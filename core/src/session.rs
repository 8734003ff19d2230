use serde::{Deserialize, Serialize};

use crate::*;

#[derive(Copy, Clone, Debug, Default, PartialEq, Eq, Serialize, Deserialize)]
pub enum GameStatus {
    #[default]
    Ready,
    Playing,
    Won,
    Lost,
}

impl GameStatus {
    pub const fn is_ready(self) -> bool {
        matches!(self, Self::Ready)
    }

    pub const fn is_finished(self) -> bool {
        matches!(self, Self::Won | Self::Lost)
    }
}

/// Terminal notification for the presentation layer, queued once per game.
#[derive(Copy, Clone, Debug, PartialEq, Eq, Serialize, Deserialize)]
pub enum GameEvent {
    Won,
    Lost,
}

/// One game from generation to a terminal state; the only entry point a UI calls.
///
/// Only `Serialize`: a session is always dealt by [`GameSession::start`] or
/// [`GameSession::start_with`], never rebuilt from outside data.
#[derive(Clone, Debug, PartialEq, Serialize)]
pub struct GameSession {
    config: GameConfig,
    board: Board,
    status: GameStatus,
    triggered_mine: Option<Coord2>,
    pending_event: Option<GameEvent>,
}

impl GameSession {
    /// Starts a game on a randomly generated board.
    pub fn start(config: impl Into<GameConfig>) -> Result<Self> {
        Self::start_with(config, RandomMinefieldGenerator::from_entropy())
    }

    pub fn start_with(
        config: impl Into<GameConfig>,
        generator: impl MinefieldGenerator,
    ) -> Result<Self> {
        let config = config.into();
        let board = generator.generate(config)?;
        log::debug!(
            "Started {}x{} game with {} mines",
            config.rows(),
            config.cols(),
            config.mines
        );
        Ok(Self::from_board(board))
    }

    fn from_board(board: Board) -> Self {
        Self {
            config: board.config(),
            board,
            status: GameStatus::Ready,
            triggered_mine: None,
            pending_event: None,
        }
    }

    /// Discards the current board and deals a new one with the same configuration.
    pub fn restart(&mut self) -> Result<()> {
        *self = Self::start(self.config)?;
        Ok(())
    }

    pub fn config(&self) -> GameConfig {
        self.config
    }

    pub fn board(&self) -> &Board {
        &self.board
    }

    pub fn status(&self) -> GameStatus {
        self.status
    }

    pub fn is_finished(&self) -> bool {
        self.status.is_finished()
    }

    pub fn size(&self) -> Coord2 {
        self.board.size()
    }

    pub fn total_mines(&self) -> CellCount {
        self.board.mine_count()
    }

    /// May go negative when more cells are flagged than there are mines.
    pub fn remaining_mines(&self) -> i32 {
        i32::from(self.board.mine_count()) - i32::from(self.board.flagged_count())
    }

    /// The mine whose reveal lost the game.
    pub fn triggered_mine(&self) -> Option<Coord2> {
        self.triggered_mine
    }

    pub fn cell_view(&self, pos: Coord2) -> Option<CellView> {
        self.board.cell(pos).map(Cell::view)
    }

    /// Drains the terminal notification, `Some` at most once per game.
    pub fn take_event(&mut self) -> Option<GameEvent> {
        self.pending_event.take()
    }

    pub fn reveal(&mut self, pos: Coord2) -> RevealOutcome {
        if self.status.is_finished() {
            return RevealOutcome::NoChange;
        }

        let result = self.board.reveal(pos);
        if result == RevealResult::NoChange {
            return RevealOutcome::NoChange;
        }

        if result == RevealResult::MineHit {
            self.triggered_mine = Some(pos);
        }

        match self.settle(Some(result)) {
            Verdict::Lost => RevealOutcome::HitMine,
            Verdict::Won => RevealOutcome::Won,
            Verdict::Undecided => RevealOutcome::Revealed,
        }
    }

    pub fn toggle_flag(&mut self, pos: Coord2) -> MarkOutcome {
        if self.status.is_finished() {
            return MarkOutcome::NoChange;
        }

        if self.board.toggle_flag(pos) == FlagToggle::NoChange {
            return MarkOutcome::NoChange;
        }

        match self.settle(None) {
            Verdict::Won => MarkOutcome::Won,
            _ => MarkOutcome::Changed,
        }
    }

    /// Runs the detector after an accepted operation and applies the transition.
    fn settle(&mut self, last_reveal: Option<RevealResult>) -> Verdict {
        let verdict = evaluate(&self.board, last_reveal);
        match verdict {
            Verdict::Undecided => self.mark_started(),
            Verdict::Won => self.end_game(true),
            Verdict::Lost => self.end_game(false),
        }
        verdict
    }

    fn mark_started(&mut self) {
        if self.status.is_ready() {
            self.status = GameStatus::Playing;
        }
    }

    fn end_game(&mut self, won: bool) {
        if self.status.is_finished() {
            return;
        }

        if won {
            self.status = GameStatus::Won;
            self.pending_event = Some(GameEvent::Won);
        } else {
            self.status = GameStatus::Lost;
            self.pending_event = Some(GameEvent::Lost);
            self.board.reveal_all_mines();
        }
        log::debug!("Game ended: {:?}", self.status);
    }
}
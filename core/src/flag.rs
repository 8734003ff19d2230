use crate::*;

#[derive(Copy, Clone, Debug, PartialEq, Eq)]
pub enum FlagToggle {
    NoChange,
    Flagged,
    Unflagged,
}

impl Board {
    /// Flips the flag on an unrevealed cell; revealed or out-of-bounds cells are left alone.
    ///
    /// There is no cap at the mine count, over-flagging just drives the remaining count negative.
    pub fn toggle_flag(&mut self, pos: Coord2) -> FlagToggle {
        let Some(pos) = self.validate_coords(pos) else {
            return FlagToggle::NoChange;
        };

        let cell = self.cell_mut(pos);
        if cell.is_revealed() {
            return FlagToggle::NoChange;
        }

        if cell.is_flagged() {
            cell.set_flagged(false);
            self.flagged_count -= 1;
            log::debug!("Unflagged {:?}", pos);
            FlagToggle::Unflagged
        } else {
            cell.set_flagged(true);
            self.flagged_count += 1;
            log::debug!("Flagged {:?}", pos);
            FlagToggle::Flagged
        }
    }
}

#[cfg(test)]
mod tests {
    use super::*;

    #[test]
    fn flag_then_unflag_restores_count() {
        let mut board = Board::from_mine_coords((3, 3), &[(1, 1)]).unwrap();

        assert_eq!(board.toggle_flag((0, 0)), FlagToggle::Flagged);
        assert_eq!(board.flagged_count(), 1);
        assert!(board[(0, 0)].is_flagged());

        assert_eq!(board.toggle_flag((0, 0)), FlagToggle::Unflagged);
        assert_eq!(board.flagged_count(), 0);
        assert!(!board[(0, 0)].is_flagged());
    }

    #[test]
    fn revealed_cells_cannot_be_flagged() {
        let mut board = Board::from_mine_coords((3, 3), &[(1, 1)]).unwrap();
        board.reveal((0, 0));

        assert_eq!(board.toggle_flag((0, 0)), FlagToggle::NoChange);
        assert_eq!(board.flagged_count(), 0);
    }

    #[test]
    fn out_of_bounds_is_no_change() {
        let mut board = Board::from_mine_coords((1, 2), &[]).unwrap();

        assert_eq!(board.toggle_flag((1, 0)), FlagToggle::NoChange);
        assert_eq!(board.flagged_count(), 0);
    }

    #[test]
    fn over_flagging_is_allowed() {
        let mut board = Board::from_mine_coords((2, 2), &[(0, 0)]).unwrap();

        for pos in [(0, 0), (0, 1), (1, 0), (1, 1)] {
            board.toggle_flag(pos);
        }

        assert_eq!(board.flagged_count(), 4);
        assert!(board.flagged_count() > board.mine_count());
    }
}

****************

▶ Exercise brief: This exercise calls for repeating every line of the data exactly.

▶ Your response:
filename core/src/session.rs
repository 8734003ff19d2230
use serde::{Deserialize, Serialize};

use crate::*;

#[derive(Copy, Clone, Debug, Default, PartialEq, Eq, Serialize, Deserialize)]
pub enum GameStatus {
    #[default]
    Ready,
    Playing,
    Won,
    Lost,
}

impl GameStatus {
    pub const fn is_ready(self) -> bool {
        matches!(self, Self::Ready)
    }

    pub const fn is_finished(self) -> bool {
        matches!(self, Self::Won | Self::Lost)
    }
}

/// Terminal notification for the presentation layer, queued once per game.
#[derive(Copy, Clone, Debug, PartialEq, Eq, Serialize, Deserialize)]
pub enum GameEvent {
    Won,
    Lost,
}

/// One game from generation to a terminal state; the only entry point a UI calls.
///
/// Only `Serialize`: a session is always dealt by [`GameSession::start`] or
/// [`GameSession::start_with`], never rebuilt from outside data.
#[derive(Clone, Debug, PartialEq, Serialize)]
pub struct GameSession {
    config: GameConfig,
    board: Board,
    status: GameStatus,
    triggered_mine: Option<Coord2>,
    pending_event: Option<GameEvent>,
}

impl GameSession {
    /// Starts a game on a randomly generated board.
    pub fn start(config: impl Into<GameConfig>) -> Result<Self> {
        Self::start_with(config, RandomMinefieldGenerator::from_entropy())
    }

    pub fn start_with(
        config: impl Into<GameConfig>,
        generator: impl MinefieldGenerator,
    ) -> Result<Self> {
        let config = config.into();
        let board = generator.generate(config)?;
        log::debug!(
            "Started {}x{} game with {} mines",
            config.rows(),
            config.cols(),
            config.mines
        );
        Ok(Self::from_board(board))
    }

    fn from_board(board: Board) -> Self {
        Self {
            config: board.config(),
            board,
            status: GameStatus::Ready,
            triggered_mine: None,
            pending_event: None,
        }
    }

    /// Discards the current board and deals a new one with the same configuration.
    pub fn restart(&mut self) -> Result<()> {
        *self = Self::start(self.config)?;
        Ok(())
    }

    pub fn config(&self) -> GameConfig {
        self.config
    }

    pub fn board(&self) -> &Board {
        &self.board
    }

    pub fn status(&self) -> GameStatus {
        self.status
    }

    pub fn is_finished(&self) -> bool {
        self.status.is_finished()
    }

    pub fn size(&self) -> Coord2 {
        self.board.size()
    }

    pub fn total_mines(&self) -> CellCount {
        self.board.mine_count()
    }

    /// May go negative when more cells are flagged than there are mines.
    pub fn remaining_mines(&self) -> i32 {
        i32::from(self.board.mine_count()) - i32::from(self.board.flagged_count())
    }

    /// The mine whose reveal lost the game.
    pub fn triggered_mine(&self) -> Option<Coord2> {
        self.triggered_mine
    }

    pub fn cell_view(&self, pos: Coord2) -> Option<CellView> {
        self.board.cell(pos).map(Cell::view)
    }

    /// Drains the terminal notification, `Some` at most once per game.
    pub fn take_event(&mut self) -> Option<GameEvent> {
        self.pending_event.take()
    }

    pub fn reveal(&mut self, pos: Coord2) -> RevealOutcome {
        if self.status.is_finished() {
            return RevealOutcome::NoChange;
        }

        let result = self.board.reveal(pos);
        if result == RevealResult::NoChange {
            return RevealOutcome::NoChange;
        }

        if result == RevealResult::MineHit {
            self.triggered_mine = Some(pos);
        }

        match self.settle(Some(result)) {
            Verdict::Lost => RevealOutcome::HitMine,
            Verdict::Won => RevealOutcome::Won,
            Verdict::Undecided => RevealOutcome::Revealed,
        }
    }

    pub fn toggle_flag(&mut self, pos: Coord2) -> MarkOutcome {
        if self.status.is_finished() {
            return MarkOutcome::NoChange;
        }

        if self.board.toggle_flag(pos) == FlagToggle::NoChange {
            return MarkOutcome::NoChange;
        }

        match self.settle(None) {
            Verdict::Won => MarkOutcome::Won,
            _ => MarkOutcome::Changed,
        }
    }

    /// Runs the detector after an accepted operation and applies the transition.
    fn settle(&mut self, last_reveal: Option<RevealResult>) -> Verdict {
        let verdict = evaluate(&self.board, last_reveal);
        match verdict {
            Verdict::Undecided => self.mark_started(),
            Verdict::Won => self.end_game(true),
            Verdict::Lost => self.end_game(false),
        }
        verdict
    }

    fn mark_started(&mut self) {
        if self.status.is_ready() {
            self.status = GameStatus::Playing;
        }
    }

    fn end_game(&mut self, won: bool) {
        if self.status.is_finished() {
            return;
        }

        if won {
            self.status = GameStatus::Won;
            self.pending_event = Some(GameEvent::Won);
        } else {
            self.status = GameStatus::Lost;
            self.pending_event = Some(GameEvent::Lost);
            self.board.reveal_all_mines();
        }
        log::debug!("Game ended: {:?}", self.status);
    }
}
filename core/src/flag.rs
repository 8734003ff19d2230
use crate::*;

#[derive(Copy, Clone, Debug, PartialEq, Eq)]
pub enum FlagToggle {
    NoChange,
    Flagged,
    Unflagged,
}

impl Board {
    /// Flips the flag on an unrevealed cell; revealed or out-of-bounds cells are left alone.
    ///
    /// There is no cap at the mine count, over-flagging just drives the remaining count negative.
    pub fn toggle_flag(&mut self, pos: Coord2) -> FlagToggle {
        let Some(pos) = self.validate_coords(pos) else {
            return FlagToggle::NoChange;
        };

        let cell = self.cell_mut(pos);
        if cell.is_revealed() {
            return FlagToggle::NoChange;
        }

        if cell.is_flagged() {
            cell.set_flagged(false);
            self.flagged_count -= 1;
            log::debug!("Unflagged {:?}", pos);
            FlagToggle::Unflagged
        } else {
            cell.set_flagged(true);
            self.flagged_count += 1;
            log::debug!("Flagged {:?}", pos);
            FlagToggle::Flagged
        }
    }
}

#[cfg(test)]
mod tests {
    use super::*;

    #[test]
    fn flag_then_unflag_restores_count() {
        let mut board = Board::from_mine_coords((3, 3), &[(1, 1)]).unwrap();

        assert_eq!(board.toggle_flag((0, 0)), FlagToggle::Flagged);
        assert_eq!(board.flagged_count(), 1);
        assert!(board[(0, 0)].is_flagged());

        assert_eq!(board.toggle_flag((0, 0)), FlagToggle::Unflagged);
        assert_eq!(board.flagged_count(), 0);
        assert!(!board[(0, 0)].is_flagged());
    }

    #[test]
    fn revealed_cells_cannot_be_flagged() {
        let mut board = Board::from_mine_coords((3, 3), &[(1, 1)]).unwrap();
        board.reveal((0, 0));

        assert_eq!(board.toggle_flag((0, 0)), FlagToggle::NoChange);
        assert_eq!(board.flagged_count(), 0);
    }

    #[test]
    fn out_of_bounds_is_no_change() {
        let mut board = Board::from_mine_coords((1, 2), &[]).unwrap();

        assert_eq!(board.toggle_flag((1, 0)), FlagToggle::NoChange);
        assert_eq!(board.flagged_count(), 0);
    }

    #[test]
    fn over_flagging_is_allowed() {
        let mut board = Board::from_mine_coords((2, 2), &[(0, 0)]).unwrap();

        for pos in [(0, 0), (0, 1), (1, 0), (1, 1)] {
            board.toggle_flag(pos);
        }

        assert_eq!(board.flagged_count(), 4);
        assert!(board.flagged_count() > board.mine_count());
    }
}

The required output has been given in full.